2025 marked a decisive inflection point for pharmaceutical and biotech commercialisation in Europe. Long-signalled reforms moved from policy design into operational reality, forcing companies to confront not just what Europe intends to do, but how it actually behaves at launch.

Europe has not become simpler, but it has become more predictable for companies that plan properly. 2026 will reward those that treat evidence, policy, pricing, and access as a single integrated system

• The most consequential structural change in 2025 was the formal start of the EU Health Technology Assessment Regulation, with Joint Clinical Assessments applying to oncology medicines and ATMPs from January. Coverage throughout the year focused less on political intent and more on operational friction: how PICO definitions are set, what constitutes an acceptable comparator, and how EU-level conclusions intersect with national HTA expectations.

• The core insight from 2025 was not that EU HTA replaces national decision-making, but that it reshapes the narrative space within which national pricing and reimbursement discussions occur.

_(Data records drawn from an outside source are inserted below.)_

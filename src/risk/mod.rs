pub mod policy;
pub mod scoring;

pub use policy::{recommend, DecisionInputs, DecisionThresholds};
pub use scoring::{default_probability, employment_stability, fraud_score};
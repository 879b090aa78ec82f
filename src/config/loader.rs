use std::path::Path;

use config::{Config, Environment, File};
use tracing::{debug, info};

use super::runtime::EngineConfig;
use crate::error::{EngineError, EngineResult};

/// Looked up in the working directory when no explicit path is given
/// (any extension the `config` crate understands, e.g. `loan-risk.toml`).
pub const DEFAULT_CONFIG_FILE: &str = "loan-risk";
pub const ENV_PREFIX: &str = "LOAN_RISK";

/// Load engine configuration.
///
/// Layers, lowest priority first: built-in defaults, the config file, then
/// `LOAN_RISK_*` environment variables (`LOAN_RISK_CACHE__MAX_SIZE=500`,
/// `LOAN_RISK_MODELS__WARM_UP=fraud-detector,credit-risk`). A `.env` file is
/// read first if present.
pub fn load_config(path: Option<&Path>) -> EngineResult<EngineConfig> {
    if let Err(e) = dotenvy::dotenv() {
        debug!("No .env file loaded: {}", e);
    }

    let mut builder = Config::builder();
    builder = match path {
        Some(path) => {
            info!("Loading configuration from {}", path.display());
            builder.add_source(File::from(path).required(true))
        }
        None => builder.add_source(File::with_name(DEFAULT_CONFIG_FILE).required(false)),
    };

    let settings = builder
        .add_source(
            Environment::with_prefix(ENV_PREFIX)
                .prefix_separator("_")
                .separator("__")
                .try_parsing(true)
                .list_separator(",")
                .with_list_parse_key("models.warm_up"),
        )
        .build()
        .map_err(|e| EngineError::Config(e.to_string()))?;

    let config: EngineConfig = settings
        .try_deserialize()
        .map_err(|e| EngineError::Config(e.to_string()))?;

    config
        .validate()
        .map_err(|errors| EngineError::Config(errors.join(", ")))?;

    Ok(config)
}

impl EngineConfig {
    /// Effective configuration rendered as TOML
    pub fn to_toml(&self) -> EngineResult<String> {
        toml::to_string_pretty(self).map_err(|e| EngineError::Config(e.to_string()))
    }

    pub fn from_toml(contents: &str) -> EngineResult<Self> {
        let config: EngineConfig =
            toml::from_str(contents).map_err(|e| EngineError::Config(e.to_string()))?;
        config
            .validate()
            .map_err(|errors| EngineError::Config(errors.join(", ")))?;
        Ok(config)
    }
}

• Confidentiality became a commercial design issue.Public-facing EU JCA outputs raised legitimate concerns about disclosure of sensitive clinical positioning and downstream implications for international reference pricing. In 2025, sophisticated companies began to treat confidentiality not as a legal footnote, but as a launch-strategy architecture question.

• National systems still decide, despite EU-level assessment, pricing and reimbursement decisions remain national. Germany’s early work to integrate EU JCAs into AMNOG processes highlighted the need for tight alignment between EU and national value narratives.

• Rare disease optimism met feasibility constraints. For ultra-rare diseases, standardised assessment frameworks struggled with limited patient numbers and immature endpoints. The emerging consensus was pragmatic: companies must actively design around feasibility constraints using registries, external controls, early access programmes, and staged value narratives.

• Europe recalibrated innovation and access. The provisional agreement on EU pharmaceutical legislation reform during 2025 signalled a deliberate rebalancing of affordability, access speed, and innovation incentives. This introduced explicit policy risk into European launch sequencing and pipeline prioritisation.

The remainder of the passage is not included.